Premilcuore è stato, nei secoli, crocevia di genti e culture, che hanno lasciato segni inconfondibili. Il paese conserva, nell’architettura dei suoi edifici, significativi tratti che risalgono all’ età romana, allo splendore rinascimentale fiorentino ed ai fasti del ventennio. Tuttora incerte le origini della cittadina. Alcuni ritengono sia stata fondata da tribù di Galli, che, scesi in Italia, si erano stabilite nella zona dell’Appennino settentrionale intorno al IV secolo a.C. Una leggenda narra che un prode soldato romano, di nome Marcello, fuggito da Roma al tempo di Caracalla perché facente parte di una congiura contro l’imperatore, si rifugiò in questi luoghi e qui riunì e fortificò piccoli borghi già esistenti. Di sicuro nel 1124 era feudo dell'abbazia di San Benedetto: lo si deduce da una bolla di papa Callisto II.Successivamente il Castrum fu concesso ai conti Guidi di Modigliana, a cui subentrò il vicariato delle Fiumane di Bertinoro e quindi i fiorentini. Fin dal 1376 gli abitanti, in forza di statuti speciali emanati visto che il paese era ai confini con lo Stato Pontificio, godettero di una certa autonomia. Con lanciare dei secoli Premilcuore perse però l'importanza assunta, sia per i tremendi terremoti che la sconvolsero nel 1600, sia per il progressivo degrado della strada che conduceva a Firenze, ridottasi col tempo a poco più di una mulattiera. Nel 1700 gli statuti vennero aboliti. Premilcuore continuò a far parte della provincia di Firenze fino al 1923, poi fu assegnata a Forlì.

La Porta Fiorentina, alta una ventina di metri, costituisce l’accesso al castello e ai suoi piedi si apre la Piazza dei Caduti. Ha subito diversi restauri e modifiche nel corso del tempo.
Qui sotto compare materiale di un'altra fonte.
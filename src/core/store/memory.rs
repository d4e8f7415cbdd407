//! In-memory collaborators.
//!
//! Seeded up front and read-only afterwards. Used by the CLI, which loads
//! existing values from local files, and by tests.

use std::collections::HashMap;

use async_trait::async_trait;
use rsa::RsaPublicKey;
use tracing::trace;

use super::{AnnotationStore, KeySource, SecretStore};
use crate::core::annotations::Allowlist;
use crate::core::types::{AnnotationSet, Values};
use crate::error::StoreError;

type ObjectKey = (String, String);

/// Plaintext and annotations keyed by `(namespace, name)`.
#[derive(Default)]
pub struct MemoryStore {
    secrets: HashMap<ObjectKey, Values>,
    annotations: HashMap<ObjectKey, AnnotationSet>,
}

impl MemoryStore {
    pub fn new() -> Self {
        Self::default()
    }

    /// Seed stored plaintext for `namespace/name`.
    pub fn with_secret(mut self, namespace: &str, name: &str, values: Values) -> Self {
        self.secrets
            .insert((namespace.to_string(), name.to_string()), values);
        self
    }

    /// Seed annotations of a previously sealed record at `namespace/name`.
    pub fn with_annotations(
        mut self,
        namespace: &str,
        name: &str,
        annotations: AnnotationSet,
    ) -> Self {
        self.annotations
            .insert((namespace.to_string(), name.to_string()), annotations);
        self
    }
}

// Values are plaintext; report counts only.
impl std::fmt::Debug for MemoryStore {
    fn fmt(&self, f: &mut std::fmt::Formatter<'_>) -> std::fmt::Result {
        f.debug_struct("MemoryStore")
            .field("secrets", &self.secrets.len())
            .field("annotations", &self.annotations.len())
            .finish()
    }
}

#[async_trait]
impl SecretStore for MemoryStore {
    async fn get_plaintext(
        &self,
        namespace: &str,
        name: &str,
    ) -> Result<Option<Values>, StoreError> {
        let found = self
            .secrets
            .get(&(namespace.to_string(), name.to_string()))
            .cloned();
        trace!(namespace, name, found = found.is_some(), "secret lookup");
        Ok(found)
    }
}

#[async_trait]
impl AnnotationStore for MemoryStore {
    async fn get_preserved(
        &self,
        namespace: &str,
        name: &str,
        allowlist: &Allowlist,
    ) -> Result<AnnotationSet, StoreError> {
        Ok(self
            .annotations
            .get(&(namespace.to_string(), name.to_string()))
            .map(|annotations| allowlist.select(annotations))
            .unwrap_or_default())
    }
}

/// A fixed public key.
#[derive(Debug, Clone)]
pub struct StaticKeySource(RsaPublicKey);

impl StaticKeySource {
    pub fn new(key: RsaPublicKey) -> Self {
        Self(key)
    }
}

#[async_trait]
impl KeySource for StaticKeySource {
    async fn current_public_key(&self) -> Result<RsaPublicKey, StoreError> {
        Ok(self.0.clone())
    }
}
//! Constants used throughout sealant.
//!
//! Centralizes reserved annotation keys, record identifiers and
//! cipher sizes.

/// Annotation marking a record as decryptable anywhere in the cluster.
pub const CLUSTER_WIDE_ANNOTATION: &str = "sealedsecrets.bitnami.com/cluster-wide";

/// Annotation marking a record as decryptable under any name in its namespace.
pub const NAMESPACE_WIDE_ANNOTATION: &str = "sealedsecrets.bitnami.com/namespace-wide";

/// The only annotation keys that carry scope. Never preserved across seals.
pub const SCOPE_ANNOTATIONS: &[&str] = &[CLUSTER_WIDE_ANNOTATION, NAMESPACE_WIDE_ANNOTATION];

/// API version of the produced record.
pub const API_VERSION: &str = "bitnami.com/v1alpha1";

/// Kind of the produced record.
pub const KIND: &str = "SealedSecret";

/// AES-256 session key length in bytes.
pub const SESSION_KEY_LEN: usize = 32;

/// AES-GCM nonce length in bytes.
pub const NONCE_LEN: usize = 12;

/// Width of the wrapped-key length prefix.
pub const LENGTH_PREFIX_LEN: usize = 2;

/// Default number of values encrypted in parallel.
pub const DEFAULT_WORKERS: usize = 4;

/// Upper bound on encryption workers.
pub const MAX_WORKERS: usize = 64;

/// Default deadline for one sealing request, in seconds.
pub const DEFAULT_TIMEOUT_SECS: u64 = 30;

/// Configuration file name (sealant.toml).
pub const CONFIG_FILE: &str = "sealant.toml";

/// Environment variable holding a comma-separated annotation allowlist.
pub const PRESERVE_ANNOTATIONS_ENV: &str = "SEALANT_PRESERVE_ANNOTATIONS";

/// Environment variable holding the log filter.
pub const LOG_ENV: &str = "SEALANT_LOG";

/// Longest Kubernetes data key.
pub const MAX_KEY_LEN: usize = 253;
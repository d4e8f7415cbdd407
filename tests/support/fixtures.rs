//! Test fixtures and constants.

/// File name of the controller public key inside a test directory.
pub const KEY_FILE: &str = "controller.pem";

pub const NAMESPACE: &str = "team-a";

pub const SECRET_NAME: &str = "db";

/// Plain values with one multi-line block.
pub const SAMPLE_VALUES: &str = "DATABASE_URL=postgres://localhost/app\ntls.crt=`-----BEGIN CERTIFICATE-----\nMIIB\n-----END CERTIFICATE-----`\nAPI_KEY=sk-test-12345";

/// Values that fail to parse; the bad line has index 1.
pub const MALFORMED_VALUES: &str = "ok=1\nno separator";

/// Value the poison encryptor refuses to seal.
pub const POISON: &str = "poison";

pub const OWNER_ANNOTATION: &str = "owner";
Infatti i merli e i beccatelli sono un'aggiunta in cemento armato della fine degli anni '20. Sotto la cella campanaria, dalle quattro finestre arcuate, è conservato un antico orologio meccanico, realizzato nel 1593. Il suo motore è costituito da due sassi che svolgendo la lunga corda di canapa per tutta l'altezza della torre imprime il movimento rotatorio all'asse e agli altri meccanismi dell'orologio.



La Porta Urbana è la porta d’accesso al centro storico, venendo da Forlì, ed è stata rimaneggiata più volte nel corso del XX sec.


Reca alla destra dell' ingresso un particolare segnale stradale, ormai introvabile.



La Pieve di San Martino è il monumento di maggiore interesse del paese. Posta fuori dal centro, ai margini del quartiere Marciolame, è un elegante edifico tardo rinascimentale di matrice toscana. Eretta sulle rovine di un tempio pagano attorno all'anno mille, subì diversi rifacimenti fino al restauro degli anni 1933-40. La struttura attuale risale alla seconda metà del 1500.
L'interno è a tre navate divise da sette ampie arcate a tutto sesto. La navata centrale è ricoperta da un tetto a capriate lignee, mentre le due navate laterali hanno volte a crociera. Sono numerosi i quadri e c'è un prezioso crocifisso del XV secolo.
La religiosità del luogo è visibile lungo le strade nei vari tabernacoli che per lo più raffigurano la Madonna con il Bambino.
















Il Palazzo Briccolani, in Piazza Ricci, è un'imponente costruzione rinascimentale, a tre piani, con portali a bugne ed a punta di diamante. Notevoli le inferriate a disegni geometrici. Fu abitato nel corso del tempo dai notabili del luogo fra cui Lucia della Massa (morta il 16 giugno 1711) moglie di Giulio Cesare de' Medici, Gonfaloniere del Comune a cavallo tra XVII e XVIII. Oggi è sede di una bottega di ceramiche e pelletteria che allinea in una lunga teoria di sale oggetti in ceramica, quadri e pelletteria.








A 50 metri dalla Porta di Sotto sono ancora visibili due snelle torrette lungo il perimetro dell'antica cinta muraria che cingeva il castello, ossia l'antico borgo sorto ai piedi della Rocca dei Guidi. Dell'antica murata, aperta dalle due porte Fiorentina e Porta di Sotto, rimangono ancora ampi tratti, in gran parte inglobati in successive costruzioni.